Chrissi Nimmo, an assistant attorney general for the Cherokee Nation, described the chaotic night of Sept. 23, 2013, when the Brown family handed Veronica over to her adoptive parents.

Nimmo and Veronica, then just a few days past her fourth birthday, sat on the floor playing games while her biological father agonized over a decision. Face near-certain jail time to keep the custody battle going, or send his daughter back to South Carolina?

The adoptive parents, Matt and Melanie Capobianco, had spent weeks going to several different courtrooms across Oklahoma to finally secure an order granting them physical custody. And Nimmo was ultimately the one who took the girl to them.

“It was a modern-day forced removal of an Indian child,” she said. “It was the opposite of everything ICWA is meant to prevent.”

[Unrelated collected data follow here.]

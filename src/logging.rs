//! Logger setup for binaries.
//!
//! The library itself only uses the `log` macros; this installs a `fern` dispatcher that
//! writes `[HH:MM:SS.mmm LEVEL target] message` lines to stderr.

use log::LevelFilter;

fn dispatch(level: LevelFilter) -> fern::Dispatch {
    fern::Dispatch::new()
        .format(|out, message, record| {
            out.finish(format_args!(
                "[{} {:<5} {}] {}",
                chrono::Local::now().format("%H:%M:%S%.3f"),
                record.level(),
                record.target(),
                message
            ))
        })
        .level(level)
        // GL loaders are chatty at trace level.
        .level_for("glow", LevelFilter::Warn)
}

/// Installs the global logger. Fails if a logger is already set.
pub fn setup_logger(level: LevelFilter) -> Result<(), fern::InitError> {
    dispatch(level).chain(std::io::stderr()).apply()?;
    Ok(())
}
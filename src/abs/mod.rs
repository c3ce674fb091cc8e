//! This module contains the GPU-facing components of the crate,
//! including the device abstraction, shader management, and mesh handling.

#[cfg(feature = "viewer")]
pub mod app;
pub mod device;
pub mod mesh;
pub mod shader;

#[cfg(feature = "viewer")]
pub use app::*;
pub use device::*;
pub use mesh::*;
pub use shader::*;
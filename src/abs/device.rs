//! The slice of OpenGL the mesh layer talks to.
//!
//! [`GpuDevice`] is implemented for [`glow::Context`]; meshes and shader
//! programs hold an `Arc` of it, the same way the rest of the engine shares
//! its GL context. [`DeviceBuffer`] and [`DeviceVertexArray`] are move-only
//! owners of one GL object each and delete it when dropped.

use std::fmt::Debug;
use std::sync::Arc;

use glow::HasContext;
use serde::Deserialize;

/// Binding point of a buffer.
#[derive(Debug, Clone, Copy, PartialEq, Eq, Hash)]
pub enum BufferTarget {
    Array,
    ElementArray,
}

impl BufferTarget {
    pub fn gl_enum(self) -> u32 {
        match self {
            BufferTarget::Array => glow::ARRAY_BUFFER,
            BufferTarget::ElementArray => glow::ELEMENT_ARRAY_BUFFER,
        }
    }
}

/// Primitive topology handed straight to `glDrawElements`.
#[derive(Debug, Clone, Copy, PartialEq, Eq, Hash, Deserialize)]
#[serde(rename_all = "snake_case")]
pub enum DrawMode {
    Points = glow::POINTS as isize,
    Lines = glow::LINES as isize,
    LineStrip = glow::LINE_STRIP as isize,
    LineLoop = glow::LINE_LOOP as isize,
    Triangles = glow::TRIANGLES as isize,
    TriangleStrip = glow::TRIANGLE_STRIP as isize,
    TriangleFan = glow::TRIANGLE_FAN as isize,
}

#[derive(Debug, Clone, Copy, PartialEq, Eq, Hash)]
pub enum ShaderStage {
    Vertex = glow::VERTEX_SHADER as isize,
    Fragment = glow::FRAGMENT_SHADER as isize,
}

/// GL entry points used by meshes and shader programs.
///
/// All calls act on whatever context is current on the calling thread.
pub trait GpuDevice {
    type Buffer: Copy + Debug + PartialEq;
    type VertexArray: Copy + Debug + PartialEq;
    type Shader: Copy + Debug;
    type Program: Copy + Debug + PartialEq;

    fn create_vertex_array(&self) -> Result<Self::VertexArray, String>;
    fn delete_vertex_array(&self, vao: Self::VertexArray);
    fn bind_vertex_array(&self, vao: Option<Self::VertexArray>);

    fn create_buffer(&self) -> Result<Self::Buffer, String>;
    fn delete_buffer(&self, buffer: Self::Buffer);
    fn bind_buffer(&self, target: BufferTarget, buffer: Option<Self::Buffer>);
    /// Replaces the whole store of the buffer bound to `target`.
    fn buffer_data(&self, target: BufferTarget, data: &[u8], usage: u32);

    /// Points `slot` at the bound array buffer as tightly packed `f32`s and
    /// enables it.
    fn enable_float_attrib(&self, slot: u32, components: i32);

    /// Draws `count` `u32` indices of the bound element buffer from offset 0.
    fn draw_elements(&self, mode: DrawMode, count: i32);

    fn compile_shader(&self, stage: ShaderStage, source: &str) -> Result<Self::Shader, String>;
    fn delete_shader(&self, shader: Self::Shader);
    fn link_program(&self, shaders: &[Self::Shader]) -> Result<Self::Program, String>;
    fn delete_program(&self, program: Self::Program);
    fn use_program(&self, program: Option<Self::Program>);

    fn uniform_f32(&self, program: Self::Program, name: &str, value: f32);
    fn uniform_vec4(&self, program: Self::Program, name: &str, value: [f32; 4]);
    fn uniform_mat4(&self, program: Self::Program, name: &str, value: &[f32; 16]);
}

impl GpuDevice for glow::Context {
    type Buffer = glow::Buffer;
    type VertexArray = glow::VertexArray;
    type Shader = glow::Shader;
    type Program = glow::Program;

    fn create_vertex_array(&self) -> Result<Self::VertexArray, String> {
        unsafe { HasContext::create_vertex_array(self) }
    }

    fn delete_vertex_array(&self, vao: Self::VertexArray) {
        unsafe { HasContext::delete_vertex_array(self, vao) }
    }

    fn bind_vertex_array(&self, vao: Option<Self::VertexArray>) {
        unsafe { HasContext::bind_vertex_array(self, vao) }
    }

    fn create_buffer(&self) -> Result<Self::Buffer, String> {
        unsafe { HasContext::create_buffer(self) }
    }

    fn delete_buffer(&self, buffer: Self::Buffer) {
        unsafe { HasContext::delete_buffer(self, buffer) }
    }

    fn bind_buffer(&self, target: BufferTarget, buffer: Option<Self::Buffer>) {
        unsafe { HasContext::bind_buffer(self, target.gl_enum(), buffer) }
    }

    fn buffer_data(&self, target: BufferTarget, data: &[u8], usage: u32) {
        unsafe { self.buffer_data_u8_slice(target.gl_enum(), data, usage) }
    }

    fn enable_float_attrib(&self, slot: u32, components: i32) {
        unsafe {
            self.vertex_attrib_pointer_f32(slot, components, glow::FLOAT, false, 0, 0);
            self.enable_vertex_attrib_array(slot);
        }
    }

    fn draw_elements(&self, mode: DrawMode, count: i32) {
        unsafe { HasContext::draw_elements(self, mode as u32, count, glow::UNSIGNED_INT, 0) }
    }

    fn compile_shader(&self, stage: ShaderStage, source: &str) -> Result<Self::Shader, String> {
        unsafe {
            let shader = self.create_shader(stage as u32)?;
            self.shader_source(shader, source);
            HasContext::compile_shader(self, shader);

            if !self.get_shader_compile_status(shader) {
                let log = self.get_shader_info_log(shader);
                HasContext::delete_shader(self, shader);
                return Err(log);
            }

            Ok(shader)
        }
    }

    fn delete_shader(&self, shader: Self::Shader) {
        unsafe { HasContext::delete_shader(self, shader) }
    }

    fn link_program(&self, shaders: &[Self::Shader]) -> Result<Self::Program, String> {
        unsafe {
            let program = self.create_program()?;

            for shader in shaders {
                self.attach_shader(program, *shader);
            }

            HasContext::link_program(self, program);

            if !self.get_program_link_status(program) {
                let log = self.get_program_info_log(program);
                HasContext::delete_program(self, program);
                return Err(log);
            }

            for shader in shaders {
                self.detach_shader(program, *shader);
            }

            Ok(program)
        }
    }

    fn delete_program(&self, program: Self::Program) {
        unsafe { HasContext::delete_program(self, program) }
    }

    fn use_program(&self, program: Option<Self::Program>) {
        unsafe { HasContext::use_program(self, program) }
    }

    fn uniform_f32(&self, program: Self::Program, name: &str, value: f32) {
        unsafe {
            if let Some(loc) = self.get_uniform_location(program, name) {
                self.uniform_1_f32(Some(&loc), value);
            }
        }
    }

    fn uniform_vec4(&self, program: Self::Program, name: &str, value: [f32; 4]) {
        unsafe {
            if let Some(loc) = self.get_uniform_location(program, name) {
                self.uniform_4_f32(Some(&loc), value[0], value[1], value[2], value[3]);
            }
        }
    }

    fn uniform_mat4(&self, program: Self::Program, name: &str, value: &[f32; 16]) {
        unsafe {
            if let Some(loc) = self.get_uniform_location(program, name) {
                self.uniform_matrix_4_f32_slice(Some(&loc), false, value);
            }
        }
    }
}

/// A GL buffer object, deleted on drop.
pub struct DeviceBuffer<D: GpuDevice> {
    gl: Arc<D>,
    id: D::Buffer,
}

impl<D: GpuDevice> DeviceBuffer<D> {
    /// Creates a buffer, binds it to `target` and fills it with `data`.
    /// The buffer stays bound.
    pub fn with_data(
        gl: &Arc<D>,
        target: BufferTarget,
        data: &[u8],
        usage: u32,
    ) -> Result<Self, String> {
        let id = gl.create_buffer()?;
        gl.bind_buffer(target, Some(id));
        gl.buffer_data(target, data, usage);
        Ok(Self {
            gl: Arc::clone(gl),
            id,
        })
    }

    pub fn id(&self) -> D::Buffer {
        self.id
    }
}

impl<D: GpuDevice> Drop for DeviceBuffer<D> {
    fn drop(&mut self) {
        self.gl.delete_buffer(self.id);
    }
}

/// A GL vertex array object, deleted on drop.
pub struct DeviceVertexArray<D: GpuDevice> {
    gl: Arc<D>,
    id: D::VertexArray,
}

impl<D: GpuDevice> DeviceVertexArray<D> {
    pub fn new(gl: &Arc<D>) -> Result<Self, String> {
        let id = gl.create_vertex_array()?;
        Ok(Self {
            gl: Arc::clone(gl),
            id,
        })
    }

    pub fn id(&self) -> D::VertexArray {
        self.id
    }

    pub fn bind(&self) {
        self.gl.bind_vertex_array(Some(self.id));
    }
}

impl<D: GpuDevice> Drop for DeviceVertexArray<D> {
    fn drop(&mut self) {
        self.gl.delete_vertex_array(self.id);
    }
}
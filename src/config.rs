//! Configuration.
//!
//! The attribute slot table is the contract between mesh uploads and the
//! shader layer: the vertex shader must declare `layout(location = N)`
//! inputs at exactly these slots. All structs deserialize from JSON with
//! every field optional.

use serde::Deserialize;

use crate::abs::DrawMode;
use crate::error::{MeshError, Result};

/// Vertex attribute locations used when binding mesh buffers.
#[derive(Debug, Clone, Copy, PartialEq, Eq, Deserialize)]
#[serde(default, deny_unknown_fields)]
pub struct AttributeSlots {
    pub position: u32,
    pub normal: u32,
    pub uv: u32,
    pub color: u32,
}

impl Default for AttributeSlots {
    fn default() -> Self {
        Self {
            position: 0,
            normal: 1,
            uv: 2,
            color: 3,
        }
    }
}

impl AttributeSlots {
    /// Rejects tables that map two attributes to the same location.
    pub fn validate(&self) -> Result<()> {
        let slots = [
            ("position", self.position),
            ("normal", self.normal),
            ("uv", self.uv),
            ("color", self.color),
        ];
        for (i, (name, slot)) in slots.iter().enumerate() {
            if let Some((other, _)) = slots[i + 1..].iter().find(|(_, s)| s == slot) {
                return Err(MeshError::Config(format!(
                    "attributes '{name}' and '{other}' share slot {slot}"
                )));
            }
        }
        Ok(())
    }
}

/// Usage hint passed to `glBufferData`.
#[derive(Debug, Clone, Copy, Default, PartialEq, Eq, Deserialize)]
#[serde(rename_all = "lowercase")]
pub enum BufferUsage {
    #[default]
    Static,
    Dynamic,
    Stream,
}

impl BufferUsage {
    pub fn gl_enum(self) -> u32 {
        match self {
            BufferUsage::Static => glow::STATIC_DRAW,
            BufferUsage::Dynamic => glow::DYNAMIC_DRAW,
            BufferUsage::Stream => glow::STREAM_DRAW,
        }
    }
}

/// Per-mesh upload settings.
#[derive(Debug, Clone, Copy, Default, PartialEq, Eq, Deserialize)]
#[serde(default, deny_unknown_fields)]
pub struct MeshConfig {
    pub slots: AttributeSlots,
    pub usage: BufferUsage,
}

impl MeshConfig {
    pub fn from_json(s: &str) -> Result<Self> {
        let config: Self = serde_json::from_str(s).map_err(|e| MeshError::Config(e.to_string()))?;
        config.slots.validate()?;
        Ok(config)
    }
}

/// Optional blocks the ASE importer reads in addition to positions.
#[derive(Debug, Clone, Copy, Default, PartialEq, Eq, Deserialize)]
#[serde(default, deny_unknown_fields)]
pub struct AseOptions {
    /// Read `*MESH_FACENORMAL` records and give every corner its face normal.
    pub face_normals: bool,
    /// Read the `*MESH_TVERT` / `*MESH_TFACE` lists into texture coordinates.
    pub uvs: bool,
}

/// Settings for the `mesh-viewer` binary.
#[derive(Debug, Clone, PartialEq, Deserialize)]
#[serde(default, deny_unknown_fields)]
pub struct ViewerConfig {
    pub mesh: MeshConfig,
    pub import: AseOptions,
    pub log_level: String,
    pub draw_mode: DrawMode,
    pub plane_size: f32,
}

impl Default for ViewerConfig {
    fn default() -> Self {
        Self {
            mesh: MeshConfig::default(),
            import: AseOptions {
                face_normals: true,
                uvs: false,
            },
            log_level: "info".to_string(),
            draw_mode: DrawMode::Triangles,
            plane_size: 10.0,
        }
    }
}

impl ViewerConfig {
    pub fn from_json(s: &str) -> Result<Self> {
        let config: Self = serde_json::from_str(s).map_err(|e| MeshError::Config(e.to_string()))?;
        config.mesh.slots.validate()?;
        if !(config.plane_size > 0.0) {
            return Err(MeshError::Config(format!(
                "plane_size must be positive, got {}",
                config.plane_size
            )));
        }
        Ok(config)
    }

    pub fn log_level(&self) -> Result<log::LevelFilter> {
        self.log_level
            .parse()
            .map_err(|_| MeshError::Config(format!("unknown log level '{}'", self.log_level)))
    }
}
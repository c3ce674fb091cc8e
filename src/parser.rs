//! Cursor-based text tokenizer.
//!
//! [`TextParser`] loads a whole file into memory and walks it with a single
//! forward cursor: [`TextParser::seek`] jumps past the next occurrence of a
//! tag, and [`TextParser::get_int`] / [`TextParser::get_float`] read the
//! whitespace-delimited token that follows.
//!
//! Tags only match whole tokens, so seeking `*MESH_VERTEX` skips over
//! `*MESH_VERTEX_LIST` and seeking `B:` skips over `AB:`.

use std::path::Path;

use crate::error::{MeshError, Result};

pub struct TextParser {
    source: String,
    cursor: usize,
}

impl TextParser {
    /// Reads the whole file at `path`.
    pub fn create<P: AsRef<Path>>(path: P) -> Result<Self> {
        let path = path.as_ref();
        let source = std::fs::read_to_string(path).map_err(|source| MeshError::Io {
            path: path.to_path_buf(),
            source,
        })?;
        Ok(Self::from_source(source))
    }

    pub fn from_source(source: impl Into<String>) -> Self {
        Self {
            source: source.into(),
            cursor: 0,
        }
    }

    /// Byte offset of the cursor.
    pub fn offset(&self) -> usize {
        self.cursor
    }

    /// Bytes between the cursor and the end of the input.
    pub fn remaining(&self) -> usize {
        self.source.len() - self.cursor
    }

    /// Returns `true` once only whitespace is left.
    pub fn is_at_end(&self) -> bool {
        self.source.as_bytes()[self.cursor..]
            .iter()
            .all(u8::is_ascii_whitespace)
    }

    /// Moves the cursor just past the next whole-token occurrence of `tag`.
    /// On failure the cursor does not move.
    pub fn seek(&mut self, tag: &str) -> Result<()> {
        let bytes = self.source.as_bytes();
        let mut from = self.cursor;

        while let Some(found) = self.source[from..].find(tag) {
            let start = from + found;
            let end = start + tag.len();
            let starts_token = start == 0 || bytes[start - 1].is_ascii_whitespace();
            let ends_token = end == bytes.len() || bytes[end].is_ascii_whitespace();
            if starts_token && ends_token {
                self.cursor = end;
                return Ok(());
            }
            // Tags are ASCII, so the next char boundary is one byte on.
            from = start + 1;
        }

        Err(MeshError::TagNotFound {
            tag: tag.to_string(),
            offset: self.cursor,
        })
    }

    /// Returns the next whitespace-delimited token and its byte offset.
    pub fn next_token(&mut self) -> Result<(&str, usize)> {
        let bytes = self.source.as_bytes();
        let mut start = self.cursor;
        while start < bytes.len() && bytes[start].is_ascii_whitespace() {
            start += 1;
        }
        if start == bytes.len() {
            self.cursor = start;
            return Err(MeshError::UnexpectedEof { offset: start });
        }

        let mut end = start;
        while end < bytes.len() && !bytes[end].is_ascii_whitespace() {
            end += 1;
        }
        self.cursor = end;
        Ok((&self.source[start..end], start))
    }

    /// Reads the next token as an integer. A single trailing `:` is allowed,
    /// as in ASE face headers (`*MESH_FACE 0:`).
    pub fn get_int(&mut self) -> Result<i64> {
        let (token, offset) = self.next_token()?;
        let digits = token.strip_suffix(':').unwrap_or(token);
        digits.parse::<i64>().map_err(|_| MeshError::InvalidToken {
            expected: "integer",
            token: token.to_string(),
            offset,
        })
    }

    /// Reads the next token as a float.
    pub fn get_float(&mut self) -> Result<f32> {
        let (token, offset) = self.next_token()?;
        token.parse::<f32>().map_err(|_| MeshError::InvalidToken {
            expected: "float",
            token: token.to_string(),
            offset,
        })
    }
}
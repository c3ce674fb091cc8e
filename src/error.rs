//! Error types.
//!
//! Everything that can go wrong because of *data* (a missing file, a malformed
//! ASE export, a GL allocation failure, a bad config file) is reported through
//! [`MeshError`]. Misuse of the API, such as uploading a mesh without
//! positions, is not an error value: it panics.

use std::path::PathBuf;

use thiserror::Error;

/// Recoverable failures of the mesh pipeline.
#[derive(Error, Debug)]
pub enum MeshError {
    #[error("failed to read '{}': {source}", .path.display())]
    Io {
        path: PathBuf,
        #[source]
        source: std::io::Error,
    },
    #[error("tag '{tag}' not found after byte {offset}")]
    TagNotFound { tag: String, offset: usize },
    #[error("unexpected end of input at byte {offset}")]
    UnexpectedEof { offset: usize },
    #[error("expected {expected} at byte {offset}, found '{token}'")]
    InvalidToken {
        expected: &'static str,
        token: String,
        offset: usize,
    },
    #[error("invalid {what}: {value}")]
    InvalidCount { what: &'static str, value: i64 },
    #[error("{what} index {index} out of range (len {len})")]
    IndexOutOfRange {
        what: &'static str,
        index: i64,
        len: usize,
    },
    #[error("{attribute} array has {len} entries, expected 0 or {expected}")]
    AttributeLength {
        attribute: &'static str,
        len: usize,
        expected: usize,
    },
    #[error("device error: {0}")]
    Device(String),
    #[error("invalid config: {0}")]
    Config(String),
}

pub type Result<T> = std::result::Result<T, MeshError>;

The Capobiancos arranged a private adoption with Brown’s ex-fiancee and came to Oklahoma for Veronica’s birth in 2009.

About to deploy to Iraq with the Oklahoma National Guard, Brown didn’t find out about the adoption until the girl was 4 months old. And he claimed he was tricked into a signing a document that acknowledged the adoption.

With help from the Cherokee Nation, he went to court in South Carolina to argue that the adoption violated ICWA. And he initially won the case, bringing Veronica back to Oklahoma in late 2011.

The Capobiancos appealed all the way to the U.S. Supreme Court, where the justices decided in their favor. Since Brown didn’t have custody at birth, there was no “existing Indian family” to be protected by ICWA, the court decided.

Now, the BIA’s proposed regulations would specifically close the so-called “existing Indian family” loophole.

In trying to overturn a Supreme Court precedent, however, the BIA is overstepping its power, said Paul Swain, a Tulsa adoption attorney who represented the Capobiancos.

“An agency doesn’t have authority to make laws out of thin air,” Swain told BIA officials Thursday. The proposed regulations would “essentially redefine what is an Indian child and impose rules on Indian adoptions that simply don’t exist in ICWA.”

Like the Brown family, the Capobiancos have largely withdrawn from public view since taking Veronica back to the East Coast. And it seems the two families have reached some kind of understanding with each other.

Brown’s statement — his first public comments since October 2013, when he gave a tearful press conference to announce he was ending all legal challenges to the adoption — confirmed that he still has contact with the girl, although he didn’t explain what kind of contact or how often it occurs.

“Veronica, again I say to you, my home will always be your home,” Brown said. “I miss you more than words can express.”